Problem requirements:
Starting with the first line of the records, write out each line exactly until you have included the line containing "use serde_json::Value;".

Stored data:
┄┄┄┄┄┄┄┄┄┄┄┄┄┄┄┄┄┄┄┄

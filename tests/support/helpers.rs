// tests/support/helpers.rs
use std::sync::Arc;

use axum::body::{self, Body};
use axum::http::{Method, Request, StatusCode, header::AUTHORIZATION};
use serde_json::Value;

use showroom_cms::application::ports::html::{HtmlSanitizer, SanitizeFailurePolicy};
use showroom_cms::application::services::{Adapters, ApplicationServices, Repositories};
use showroom_cms::infrastructure::{
    html::AmmoniaSanitizer, security::StaticTokenAuthenticator, util::DefaultSlugGenerator,
};
use showroom_cms::presentation::http::{
    routes::{RouterOptions, build_router},
    state::HttpState,
};

use super::mocks::{
    FixedClock, InMemoryAboutPage, InMemoryArticles, InMemoryCarModels, InMemoryContacts,
    InMemoryHomepage, RecordingStorage,
};

pub const ADMIN_TOKEN: &str = "test-token";

/// Services wired to in-memory fakes, with handles kept for inspection.
pub struct TestApp {
    pub services: Arc<ApplicationServices>,
    pub articles: Arc<InMemoryArticles>,
    pub car_models: Arc<InMemoryCarModels>,
    pub homepage: Arc<InMemoryHomepage>,
    pub contacts: Arc<InMemoryContacts>,
    pub storage: Arc<RecordingStorage>,
}

impl TestApp {
    pub fn new() -> Self {
        Self::with_sanitizer(Arc::new(AmmoniaSanitizer::default()), SanitizeFailurePolicy::default())
    }

    pub fn with_sanitizer(
        html_sanitizer: Arc<dyn HtmlSanitizer>,
        policy: SanitizeFailurePolicy,
    ) -> Self {
        let articles = Arc::new(InMemoryArticles::default());
        let car_models = Arc::new(InMemoryCarModels::default());
        let homepage = Arc::new(InMemoryHomepage::default());
        let contacts = Arc::new(InMemoryContacts::default());
        let storage = Arc::new(RecordingStorage::default());

        let repos = Repositories {
            article_write: articles.clone(),
            article_read: articles.clone(),
            car_model_write: car_models.clone(),
            car_model_read: car_models.clone(),
            homepage: homepage.clone(),
            about: Arc::new(InMemoryAboutPage::default()),
            contact: contacts.clone(),
        };
        let adapters = Adapters {
            clock: Arc::new(FixedClock),
            slugger: Arc::new(DefaultSlugGenerator),
            html_sanitizer,
            storage: storage.clone(),
            authenticator: Arc::new(StaticTokenAuthenticator::new([("tester", ADMIN_TOKEN)])),
        };

        Self {
            services: Arc::new(ApplicationServices::new(repos, adapters, policy)),
            articles,
            car_models,
            homepage,
            contacts,
            storage,
        }
    }

    /// Router without the contact-form limiter; test requests carry no peer
    /// address for it to key on.
    pub fn router(&self) -> axum::Router {
        build_router(
            HttpState::new(Arc::clone(&self.services)),
            RouterOptions::default(),
        )
    }
}

pub async fn make_test_router() -> axum::Router {
    TestApp::new().router()
}

pub fn request(method: Method, uri: &str, token: Option<&str>, body: Option<Value>) -> Request<Body> {
    let mut builder = Request::builder().method(method).uri(uri);
    if let Some(token) = token {
        builder = builder.header(AUTHORIZATION, format!("Bearer {token}"));
    }
    match body {
        Some(json) => builder
            .header("content-type", "application/json")
            .body(Body::from(json.to_string()))
            .unwrap(),
        None => builder.body(Body::empty()).unwrap(),
    }
}

pub async fn read_json(resp: axum::response::Response) -> Value {
    let bytes = body::to_bytes(resp.into_body(), 1024 * 1024)
        .await
        .expect("read body");
    serde_json::from_slice(&bytes).expect("json body")
}

/// Assert that a response is an ErrorResponse JSON with the expected status and error string.
pub async fn assert_error_response(
    resp: axum::response::Response,
    expected_status: StatusCode,
    expected_error: &str,
) -> String {
    assert_eq!(resp.status(), expected_status);
    let (parts, body_stream) = resp.into_parts();
    let body_bytes = body::to_bytes(body_stream, 1024 * 1024).await.expect("read body");
    let ct = parts
        .headers
        .get("content-type")
        .and_then(|v| v.to_str().ok())
        .unwrap_or("");
    assert!(ct.starts_with("application/json"), "unexpected content-type: {ct}");
    let json: Value =
        serde_json::from_slice(&body_bytes).expect("expected valid json body for error");
    let err_field = json.get("error").and_then(|v| v.as_str()).unwrap_or("");
    let msg_field = json.get("message").and_then(|v| v.as_str()).unwrap_or("");
    assert_eq!(err_field, expected_error, "unexpected error field: {err_field}");
    assert!(!msg_field.is_empty(), "expected non-empty message field in ErrorResponse");
    msg_field.to_string()
}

┄┄┄┄┄┄┄┄┄┄┄┄┄┄┄┄┄┄┄┄

Output below:
filename tests/support/helpers.rs
// tests/support/helpers.rs
use std::sync::Arc;

use axum::body::{self, Body};
use axum::http::{Method, Request, StatusCode, header::AUTHORIZATION};
use serde_json::Value;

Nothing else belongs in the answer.